The Menu, directed by Mark Mylod and written by Seth Reiss and Will Tracy, reminds me of Turn of The Screw, where viewers’ biases and experiences determine their main takeaway. But do not let that fool you. The Menu entertains from beginning to end with its dark comedy and all-around magnetic performances.
The Menu Asks Who’s Hungry
Anya Taylor-Joy, as Margot is your traveling companion. Her partner aboard, Tyler (Nicholas Hoult), along with the rest of the people, leave you—like Margot—confused. You know there is something amiss, but the rich are different. Margot’s attendance changes the dynamics of this special meal but does little to slow down the trajectory. Any horror buff knows seclusion rarely equals safety. So when the group of wealthy guests transfers from a boat to a deserted island, save for the chef and his staff, you shake your head. It is “in space, no one can hear you scream” racing across your mind.
The sterile, rustic look is another warning sign, but only Margot is uncomfortable.

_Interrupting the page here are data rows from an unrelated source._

use crate::cel::{self, CelChunk, CelExtraChunk};
use crate::layer::{self, LayerChunk};
use crate::palette::{self, ColorPalette};
use crate::reader::AseReader;
use crate::slice::{self, Slice};
use crate::tags::{self, Tag};
use crate::{AsepriteParseError, ColorDepth, Result};
use log::{debug, warn};
use std::io::Read;

pub(crate) const CHUNK_HEADER_SIZE: usize = 6;

/// Chunk type tags known to the decoder.
#[derive(Debug, Clone, Copy, PartialEq, Eq)]
pub enum ChunkType {
    /// 0x0004, deprecated.
    OldPalette04,
    /// 0x0011, deprecated.
    OldPalette11,
    #[allow(missing_docs)]
    Layer,
    #[allow(missing_docs)]
    Cel,
    #[allow(missing_docs)]
    CelExtra,
    #[allow(missing_docs)]
    ColorProfile,
    #[allow(missing_docs)]
    ExternalFiles,
    /// 0x2016, deprecated.
    Mask,
    /// 0x2017, never used.
    Path,
    #[allow(missing_docs)]
    Tags,
    #[allow(missing_docs)]
    Palette,
    #[allow(missing_docs)]
    UserData,
    #[allow(missing_docs)]
    Slice,
    #[allow(missing_docs)]
    Tileset,
}

impl ChunkType {
    /// Look up a type tag. Returns `None` for tags this decoder has never
    /// heard of.
    pub fn from_code(code: u16) -> Option<Self> {
        let chunk_type = match code {
            0x0004 => ChunkType::OldPalette04,
            0x0011 => ChunkType::OldPalette11,
            0x2004 => ChunkType::Layer,
            0x2005 => ChunkType::Cel,
            0x2006 => ChunkType::CelExtra,
            0x2007 => ChunkType::ColorProfile,
            0x2008 => ChunkType::ExternalFiles,
            0x2016 => ChunkType::Mask,
            0x2017 => ChunkType::Path,
            0x2018 => ChunkType::Tags,
            0x2019 => ChunkType::Palette,
            0x2020 => ChunkType::UserData,
            0x2022 => ChunkType::Slice,
            0x2023 => ChunkType::Tileset,
            _ => return None,
        };
        Some(chunk_type)
    }

    /// The on-disk type tag.
    pub fn code(&self) -> u16 {
        match self {
            ChunkType::OldPalette04 => 0x0004,
            ChunkType::OldPalette11 => 0x0011,
            ChunkType::Layer => 0x2004,
            ChunkType::Cel => 0x2005,
            ChunkType::CelExtra => 0x2006,
            ChunkType::ColorProfile => 0x2007,
            ChunkType::ExternalFiles => 0x2008,
            ChunkType::Mask => 0x2016,
            ChunkType::Path => 0x2017,
            ChunkType::Tags => 0x2018,
            ChunkType::Palette => 0x2019,
            ChunkType::UserData => 0x2020,
            ChunkType::Slice => 0x2022,
            ChunkType::Tileset => 0x2023,
        }
    }
}

/// A decoded chunk. Chunk types without a variant here are skipped while
/// reading.
#[derive(Debug, Clone)]
#[allow(missing_docs)]
pub enum Chunk {
    Layer(LayerChunk),
    Cel(CelChunk),
    CelExtra(CelExtraChunk),
    FrameTags(Vec<Tag>),
    Palette(ColorPalette),
    Slice(Slice),
}

impl Chunk {
    /// Type tag of this chunk.
    pub fn chunk_type(&self) -> ChunkType {
        match self {
            Chunk::Layer(_) => ChunkType::Layer,
            Chunk::Cel(_) => ChunkType::Cel,
            Chunk::CelExtra(_) => ChunkType::CelExtra,
            Chunk::FrameTags(_) => ChunkType::Tags,
            Chunk::Palette(_) => ChunkType::Palette,
            Chunk::Slice(_) => ChunkType::Slice,
        }
    }
}

/// Record types that can be extracted from a [Chunk], used for typed lookups
/// such as [Frame::chunks_of](crate::Frame::chunks_of).
pub trait ChunkKind: 'static {
    /// Borrow the record if `chunk` holds this kind.
    fn from_chunk(chunk: &Chunk) -> Option<&Self>;
}

macro_rules! chunk_kind {
    ($ty:ty, $variant:ident) => {
        impl ChunkKind for $ty {
            fn from_chunk(chunk: &Chunk) -> Option<&Self> {
                match chunk {
                    Chunk::$variant(inner) => Some(inner),
                    _ => None,
                }
            }
        }
    };
}

chunk_kind!(LayerChunk, Layer);
chunk_kind!(CelChunk, Cel);
chunk_kind!(CelExtraChunk, CelExtra);
chunk_kind!(Vec<Tag>, FrameTags);
chunk_kind!(ColorPalette, Palette);
chunk_kind!(Slice, Slice);

/// Read one chunk record and advance the reader past it, whether or not the
/// chunk is understood.
///
/// Returns `Ok(None)` for unknown or ignored chunk types and for known chunks
/// whose record is malformed, including records shorter than their fields or
/// corrupt compressed pixels. Errors are reserved for problems that leave the
/// stream position unknown (short reads, a size field that overruns the
/// frame).
pub(crate) fn read_chunk<R: Read>(
    reader: &mut AseReader<R>,
    bytes_available: &mut i64,
    color_depth: ColorDepth,
) -> Result<Option<Chunk>> {
    let chunk_size = reader.dword()?;
    let type_code = reader.word()?;

    check_chunk_bytes(chunk_size, *bytes_available)?;

    let data = reader.bytes(chunk_size as usize - CHUNK_HEADER_SIZE)?;
    *bytes_available -= chunk_size as i64;

    let chunk_type = match ChunkType::from_code(type_code) {
        Some(chunk_type) => chunk_type,
        None => {
            debug!("Ignoring unknown chunk type: 0x{:04x}", type_code);
            return Ok(None);
        }
    };

    // the record is fully buffered, so a bad payload never desyncs the stream
    match decode_chunk(chunk_type, &data, color_depth) {
        Ok(chunk) => Ok(chunk),
        Err(err) => {
            warn!("Dropping malformed {:?} chunk: {}", chunk_type, err);
            Ok(None)
        }
    }
}

fn decode_chunk(
    chunk_type: ChunkType,
    data: &[u8],
    color_depth: ColorDepth,
) -> Result<Option<Chunk>> {
    let chunk = match chunk_type {
        ChunkType::Layer => Chunk::Layer(layer::parse_chunk(data)?),
        ChunkType::Cel => Chunk::Cel(cel::parse_chunk(data, color_depth)?),
        ChunkType::CelExtra => Chunk::CelExtra(cel::parse_extra_chunk(data)?),
        ChunkType::Tags => Chunk::FrameTags(tags::parse_chunk(data)?),
        ChunkType::Palette => Chunk::Palette(palette::parse_chunk(data)?),
        ChunkType::Slice => Chunk::Slice(slice::parse_chunk(data)?),
        ChunkType::OldPalette04
        | ChunkType::OldPalette11
        | ChunkType::ColorProfile
        | ChunkType::ExternalFiles
        | ChunkType::Mask
        | ChunkType::Path
        | ChunkType::UserData
        | ChunkType::Tileset => {
            debug!("Ignoring unsupported chunk type: {:?}", chunk_type);
            return Ok(None);
        }
    };
    Ok(Some(chunk))
}

fn check_chunk_bytes(chunk_size: u32, bytes_available: i64) -> Result<()> {
    if (chunk_size as usize) < CHUNK_HEADER_SIZE {
        return Err(AsepriteParseError::InvalidInput(format!(
            "Chunk size is too small {}, minimum_size: {}",
            chunk_size, CHUNK_HEADER_SIZE
        )));
    }
    if chunk_size as i64 > bytes_available {
        return Err(AsepriteParseError::InvalidInput(format!(
            "Trying to read chunk of size {}, but there are only {} bytes available in the frame",
            chunk_size, bytes_available
        )));
    }
    Ok(())
}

Margot’s reactions to Tyler, the rest of the guests, and the staff’s behavior make you chuckle amidst the mayhem. If you worked in the service industry, you understand the delicious joy you get from clapping back at an entitled customer. Or the happiness of saying “no” to them.

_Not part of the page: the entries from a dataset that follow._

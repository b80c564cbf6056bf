use crate::{reader::AseReader, Result};
use bitflags::bitflags;

bitflags! {
    /// Which optional sub-records every key of a slice carries.
    pub struct SliceFlags: u32 {
        /// Keys carry a nine-patch center rectangle.
        const NINE_PATCH = 0x0001;
        /// Keys carry a pivot point.
        const PIVOT = 0x0002;
    }
}

/// A named region of the canvas, possibly changing over time.
#[derive(Debug, Clone, PartialEq, Eq)]
pub struct Slice {
    /// Name of the slice. Not guaranteed to be unique.
    pub name: String,
    #[allow(missing_docs)]
    pub flags: SliceFlags,
    /// Keyframes, ordered by `from_frame`.
    pub keys: Vec<SliceKey>,
}

impl Slice {
    /// The key in effect at `frame`: the latest key starting at or before it.
    pub fn key_for_frame(&self, frame: u32) -> Option<&SliceKey> {
        self.keys.iter().filter(|k| k.from_frame <= frame).last()
    }
}

/// Slice geometry valid from `from_frame` onward.
#[derive(Debug, Clone, PartialEq, Eq)]
pub struct SliceKey {
    /// First frame this key applies to.
    pub from_frame: u32,
    /// Left edge in canvas coordinates.
    pub x: i32,
    /// Top edge in canvas coordinates (Y grows downward).
    pub y: i32,
    #[allow(missing_docs)]
    pub width: u32,
    #[allow(missing_docs)]
    pub height: u32,
    /// Center rectangle, relative to the slice origin.
    pub nine_patch: Option<NinePatch>,
    /// Pivot, relative to the slice origin.
    pub pivot: Option<(i32, i32)>,
}

/// Stretchable center rectangle of a 9-patch slice.
#[derive(Debug, Clone, Copy, PartialEq, Eq)]
#[allow(missing_docs)]
pub struct NinePatch {
    pub x: i32,
    pub y: i32,
    pub width: u32,
    pub height: u32,
}

impl NinePatch {
    /// Border widths `[left, bottom, right, top]` inside a slice of the given
    /// size.
    pub fn border(&self, slice_width: u32, slice_height: u32) -> [i32; 4] {
        let left = self.x;
        let top = self.y;
        let right = slice_width as i32 - (self.x + self.width as i32);
        let bottom = slice_height as i32 - (self.y + self.height as i32);
        [left, bottom, right, top]
    }
}

pub(crate) fn parse_chunk(data: &[u8]) -> Result<Slice> {
    let mut reader = AseReader::new(data);

    let num_keys = reader.dword()?;
    let flags = SliceFlags::from_bits_truncate(reader.dword()?);
    let _reserved = reader.dword()?;
    let name = reader.string()?;

    // a key is at least 20 bytes
    let mut keys = Vec::with_capacity((num_keys as usize).min(data.len() / 20));
    for _ in 0..num_keys {
        let from_frame = reader.dword()?;
        let x = reader.long()?;
        let y = reader.long()?;
        let width = reader.dword()?;
        let height = reader.dword()?;
        let nine_patch = if flags.contains(SliceFlags::NINE_PATCH) {
            Some(NinePatch {
                x: reader.long()?,
                y: reader.long()?,
                width: reader.dword()?,
                height: reader.dword()?,
            })
        } else {
            None
        };
        let pivot = if flags.contains(SliceFlags::PIVOT) {
            Some((reader.long()?, reader.long()?))
        } else {
            None
        };
        keys.push(SliceKey {
            from_frame,
            x,
            y,
            width,
            height,
            nine_patch,
            pivot,
        });
    }

    Ok(Slice { name, flags, keys })
}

Last Supper With Immediate Judgment
The Menu critiques power dynamics, particularly class. Watching the characters interact is like watching a game of entitled oneupmanship. The rich are not all old money, though a pair is present. John Leguizamo’s character is a movie star, though not as famous as he used to be. He crows to his assistant Felicity (Aimee Carrero) that he is close with the renowned chef Julian Slowik (Ralph Fiennes). Another guest is food critic Lillian (Janet McTeer), attending with a yes man, Ted (Paul Adelstein), who sides with whatever she says.

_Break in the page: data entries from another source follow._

use crate::{BlendMode, Color, PixelBucket};
use std::cmp::Ordering;
// Formulas follow the PDF blend mode reference (ISO 32000-1, section 11.3.5).
// `b` is the backdrop channel, `s` the source channel.

/// Blend `overlay` onto `base` with the given mode.
///
/// The overlay alpha is scaled by `opacity` first. The blended color is then
/// mixed over the base with standard alpha-over:
///
/// ```text
/// C = (1 - B.a) * A + B.a * blend(A, B)
/// C.a = A.a + B.a * (1 - A.a)
/// ```
///
/// Results are not clamped.
pub fn blend_pixel(mode: BlendMode, base: Color, overlay: Color, opacity: f32) -> Color {
    let overlay = overlay.with_alpha(overlay.a * opacity);
    let blended = blend_rgb(mode, base, overlay);
    let src_a = overlay.a;
    let mut result = (1.0 - src_a) * base + src_a * blended;
    result.a = base.a + src_a * (1.0 - base.a);
    result
}

/// Blend every pixel of `layer` onto `base`.
///
/// # Panics
///
/// Panics if the buckets differ in size.
pub fn blend_buckets(mode: BlendMode, base: &mut PixelBucket, layer: &PixelBucket, opacity: f32) {
    assert_eq!(
        (base.width(), base.height()),
        (layer.width(), layer.height()),
        "blend_buckets requires buckets of equal size"
    );
    for (dst, src) in base.pixels_mut().iter_mut().zip(layer.pixels()) {
        *dst = blend_pixel(mode, *dst, *src, opacity);
    }
}

fn blend_rgb(mode: BlendMode, a: Color, b: Color) -> Color {
    match mode {
        BlendMode::Normal => b,
        BlendMode::Multiply => a.zip_rgb(b, multiply),
        BlendMode::Screen => a.zip_rgb(b, screen),
        BlendMode::Overlay => a.zip_rgb(b, overlay),
        BlendMode::Darken => a.zip_rgb(b, darken),
        BlendMode::Lighten => a.zip_rgb(b, lighten),
        BlendMode::ColorDodge => a.zip_rgb(b, color_dodge),
        BlendMode::ColorBurn => a.zip_rgb(b, color_burn),
        BlendMode::HardLight => a.zip_rgb(b, hard_light),
        BlendMode::SoftLight => a.zip_rgb(b, soft_light),
        BlendMode::Difference => a.zip_rgb(b, difference),
        BlendMode::Exclusion => a.zip_rgb(b, exclusion),
        BlendMode::Hue => set_lum(set_sat(b, sat(a)), lum(a)),
        BlendMode::Saturation => set_lum(set_sat(a, sat(b)), lum(a)),
        BlendMode::Color => set_lum(b, lum(a)),
        BlendMode::Luminosity => set_lum(a, lum(b)),
        BlendMode::Addition => a + b,
        BlendMode::Subtract => a - b,
        BlendMode::Divide => a.zip_rgb(b, divide),
    }
}

pub(crate) fn multiply(b: f32, s: f32) -> f32 {
    b * s
}

pub(crate) fn screen(b: f32, s: f32) -> f32 {
    b + s - (b * s)
}

pub(crate) fn overlay(b: f32, s: f32) -> f32 {
    hard_light(s, b)
}

fn darken(b: f32, s: f32) -> f32 {
    if b < s {
        b
    } else {
        s
    }
}

fn lighten(b: f32, s: f32) -> f32 {
    if b > s {
        b
    } else {
        s
    }
}

pub(crate) fn color_dodge(b: f32, s: f32) -> f32 {
    if b == 0.0 {
        0.0
    } else if b >= 1.0 - s {
        1.0
    } else {
        b / (1.0 - s)
    }
}

pub(crate) fn color_burn(b: f32, s: f32) -> f32 {
    if b == 1.0 {
        1.0
    } else if 1.0 - b >= s {
        0.0
    } else {
        1.0 - (1.0 - b) / s
    }
}

pub(crate) fn hard_light(b: f32, s: f32) -> f32 {
    if s <= 0.5 {
        multiply(b, 2.0 * s)
    } else {
        screen(b, 2.0 * s - 1.0)
    }
}

pub(crate) fn soft_light(b: f32, s: f32) -> f32 {
    if s <= 0.5 {
        b - (1.0 - 2.0 * s) * b * (1.0 - b)
    } else {
        b + (2.0 * s - 1.0) * (soft_light_d(b) - b)
    }
}

fn soft_light_d(x: f32) -> f32 {
    if x <= 0.25 {
        ((16.0 * x - 12.0) * x + 4.0) * x
    } else {
        x.sqrt()
    }
}

fn difference(b: f32, s: f32) -> f32 {
    (b - s).abs()
}

fn exclusion(b: f32, s: f32) -> f32 {
    b + s - 2.0 * b * s
}

// The upper branch returns 255, not 1.
pub(crate) fn divide(b: f32, s: f32) -> f32 {
    if b == 0.0 {
        0.0
    } else if b >= s {
        255.0
    } else {
        b / s
    }
}

// Non-separable helpers. Luminosity and saturation are computed in f64 and
// narrowed when written back to a channel.

pub(crate) fn lum(c: Color) -> f64 {
    0.3 * c.r as f64 + 0.59 * c.g as f64 + 0.11 * c.b as f64
}

pub(crate) fn sat(c: Color) -> f64 {
    let max = c.r.max(c.g.max(c.b));
    let min = c.r.min(c.g.min(c.b));
    max as f64 - min as f64
}

pub(crate) fn clip_color(c: Color) -> Color {
    let l = lum(c);
    let n = c.r.min(c.g.min(c.b)) as f64;
    let x = c.r.max(c.g.max(c.b)) as f64;

    let mut c = c;
    if n < 0.0 {
        c = c.map_rgb(|v| (l + ((v as f64 - l) * l) / (l - n)) as f32);
    }
    if x > 1.0 {
        c = c.map_rgb(|v| (l + ((v as f64 - l) * (1.0 - l)) / (x - l)) as f32);
    }
    c
}

pub(crate) fn set_lum(c: Color, l: f64) -> Color {
    let d = l - lum(c);
    clip_color(c.map_rgb(|v| (v as f64 + d) as f32))
}

pub(crate) fn set_sat(c: Color, s: f64) -> Color {
    let mut ch = [c.r, c.g, c.b];
    let (min, mid, max) = component_order(&ch);
    let (v_min, v_mid, v_max) = (ch[min] as f64, ch[mid] as f64, ch[max] as f64);

    if v_max > v_min {
        ch[mid] = (((v_mid - v_min) * s) / (v_max - v_min)) as f32;
        ch[max] = s as f32;
    } else {
        ch[max] = 0.0;
        ch[mid] = 0.0;
    }
    ch[min] = 0.0;

    Color::new(ch[0], ch[1], ch[2], c.a)
}

// Indices of the (min, mid, max) channels. Ties resolve toward the later
// argument for min and max. mid is the middle entry once [r, b, g] is
// sorted, with equal channels left in that order. The three indices may
// coincide.
fn component_order(ch: &[f32; 3]) -> (usize, usize, usize) {
    let lesser = |x: usize, y: usize| if ch[x] < ch[y] { x } else { y };
    let greater = |x: usize, y: usize| if ch[x] > ch[y] { x } else { y };
    let min = lesser(0, lesser(1, 2));
    let max = greater(0, greater(1, 2));

    let mut order = [0, 2, 1];
    order.sort_by(|&i, &j| ch[i].partial_cmp(&ch[j]).unwrap_or(Ordering::Equal));
    (min, order[1], max)
}

#[cfg(test)]
fn random_color(rng: &mut impl rand::Rng, alpha: f32) -> Color {
    Color::new(rng.gen(), rng.gen(), rng.gen(), alpha)
}

#[cfg(test)]
const ALL_MODES: [BlendMode; 19] = [
    BlendMode::Normal,
    BlendMode::Multiply,
    BlendMode::Screen,
    BlendMode::Overlay,
    BlendMode::Darken,
    BlendMode::Lighten,
    BlendMode::ColorDodge,
    BlendMode::ColorBurn,
    BlendMode::HardLight,
    BlendMode::SoftLight,
    BlendMode::Difference,
    BlendMode::Exclusion,
    BlendMode::Hue,
    BlendMode::Saturation,
    BlendMode::Color,
    BlendMode::Luminosity,
    BlendMode::Addition,
    BlendMode::Subtract,
    BlendMode::Divide,
];

#[test]
fn test_transparent_overlay_is_identity() {
    use rand::SeedableRng;
    let mut rng = rand::rngs::StdRng::seed_from_u64(7);
    for _ in 0..200 {
        let alpha = rand::Rng::gen(&mut rng);
        let base = random_color(&mut rng, alpha);
        let overlay = random_color(&mut rng, 0.0);
        assert_eq!(blend_pixel(BlendMode::Normal, base, overlay, 1.0), base);
        // zero opacity hides any overlay
        let opaque = overlay.with_alpha(1.0);
        assert_eq!(blend_pixel(BlendMode::Normal, base, opaque, 0.0), base);
    }
}

#[test]
fn test_multiply_white_and_screen_black() {
    use rand::SeedableRng;
    let mut rng = rand::rngs::StdRng::seed_from_u64(11);
    let white = Color::new(1.0, 1.0, 1.0, 1.0);
    let black = Color::new(0.0, 0.0, 0.0, 1.0);
    for _ in 0..200 {
        let base = random_color(&mut rng, 1.0);
        assert_eq!(blend_pixel(BlendMode::Multiply, base, white, 1.0), base);
        assert_eq!(blend_pixel(BlendMode::Screen, base, black, 1.0), base);
    }
}

#[test]
fn test_normal_alpha_over() {
    let base = Color::new(0.0, 0.0, 1.0, 1.0);
    let half_red = Color::new(1.0, 0.0, 0.0, 0.5);
    let c = blend_pixel(BlendMode::Normal, base, half_red, 1.0);
    assert_eq!(c, Color::new(0.5, 0.0, 0.5, 1.0));

    let c = blend_pixel(BlendMode::Normal, Color::TRANSPARENT, half_red, 1.0);
    assert_eq!(c, Color::new(0.5, 0.0, 0.0, 0.5));

    let c = blend_pixel(BlendMode::Normal, base, half_red.with_alpha(1.0), 0.5);
    assert_eq!(c, Color::new(0.5, 0.0, 0.5, 1.0));
}

#[test]
fn test_channel_formulas() {
    assert_eq!(overlay(0.25, 1.0), hard_light(1.0, 0.25));
    assert_eq!(hard_light(0.5, 0.25), 0.25);
    assert_eq!(hard_light(0.5, 0.75), 0.75);
    assert_eq!(color_dodge(0.0, 0.9), 0.0);
    assert_eq!(color_dodge(0.5, 0.5), 1.0);
    assert_eq!(color_dodge(0.25, 0.5), 0.5);
    assert_eq!(color_burn(1.0, 0.0), 1.0);
    assert_eq!(color_burn(0.25, 0.5), 0.0);
    assert_eq!(color_burn(0.75, 0.5), 0.5);
    assert_eq!(soft_light(0.5, 0.5), 0.5);
    assert_eq!(soft_light(0.25, 1.0), 0.5);
    assert_eq!(soft_light(0.25, 0.0), 0.0625);
    assert_eq!(divide(0.0, 0.5), 0.0);
    assert_eq!(divide(0.5, 0.5), 255.0);
    assert_eq!(divide(0.25, 0.5), 0.5);
    assert_eq!(difference(0.25, 0.75), 0.5);
    assert_eq!(exclusion(0.5, 0.5), 0.5);
}

#[test]
fn test_non_separable_helpers() {
    let gray = Color::new(0.5, 0.5, 0.5, 1.0);
    assert!((lum(gray) - 0.5).abs() < 1e-6);
    assert_eq!(sat(gray), 0.0);

    // all channels tie: min, mid and max all resolve to blue
    assert_eq!(component_order(&[0.5, 0.5, 0.5]), (2, 2, 2));
    assert_eq!(component_order(&[0.9, 0.1, 0.5]), (1, 2, 0));
    assert_eq!(set_sat(gray, 0.3), Color::new(0.5, 0.5, 0.0, 1.0));

    let c = set_sat(Color::new(0.2, 0.6, 0.4, 1.0), 0.5);
    assert_eq!(c.r, 0.0);
    assert_eq!(c.g, 0.5);
    assert!((c.b - 0.25).abs() < 1e-6);

    // clip pulls out-of-range channels back toward the luminosity
    let clipped = clip_color(Color::new(1.5, 0.5, 0.5, 1.0));
    assert!(clipped.r <= 1.0 + 1e-6);
    assert!((lum(clipped) - lum(Color::new(1.5, 0.5, 0.5, 1.0))).abs() < 1e-5);
    let clipped = clip_color(Color::new(-0.5, 0.5, 0.5, 1.0));
    assert!(clipped.r >= -1e-6);

    // luminosity of the overlay applied to the hue of the base
    let red = Color::new(1.0, 0.0, 0.0, 1.0);
    let c = blend_pixel(BlendMode::Luminosity, red, gray, 1.0);
    assert!((lum(c) - 0.5).abs() < 1e-5);
}

#[test]
fn test_every_mode_produces_opaque_result_on_opaque_base() {
    let base = Color::new(0.2, 0.4, 0.6, 1.0);
    let src = Color::new(0.7, 0.3, 0.1, 1.0);
    for mode in ALL_MODES {
        let c = blend_pixel(mode, base, src, 1.0);
        assert_eq!(c.a, 1.0, "{:?}", mode);
        assert!(!c.r.is_nan() && !c.g.is_nan() && !c.b.is_nan(), "{:?}", mode);
    }
}

#[test]
fn test_blend_buckets() {
    let mut base = PixelBucket::new(2, 1);
    base.set_pixel(0, 0, Color::new(0.5, 0.5, 0.5, 1.0));
    let mut layer = PixelBucket::new(2, 1);
    layer.set_pixel(0, 0, Color::new(0.5, 1.0, 0.0, 1.0));
    layer.set_pixel(1, 0, Color::new(1.0, 1.0, 1.0, 1.0));
    blend_buckets(BlendMode::Multiply, &mut base, &layer, 1.0);
    assert_eq!(base.pixel(0, 0), Color::new(0.25, 0.5, 0.0, 1.0));
    // multiply onto transparent black stays black but gains alpha
    assert_eq!(base.pixel(1, 0), Color::new(0.0, 0.0, 0.0, 1.0));
}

Then there is a trio of tech bros, regardless if that is their profession. They have the entitled air that, given their knowledge and connections, they can have whatever they want. The way Julian insults the guests, yet they humor it as a quirky experience—Tyler even labeling Margot uncultured and clueless—have you relishing when the tables turn. That turn begins with tortillas. The Menu makes you laugh, yell, gasp and recite “that couldn’t be me.”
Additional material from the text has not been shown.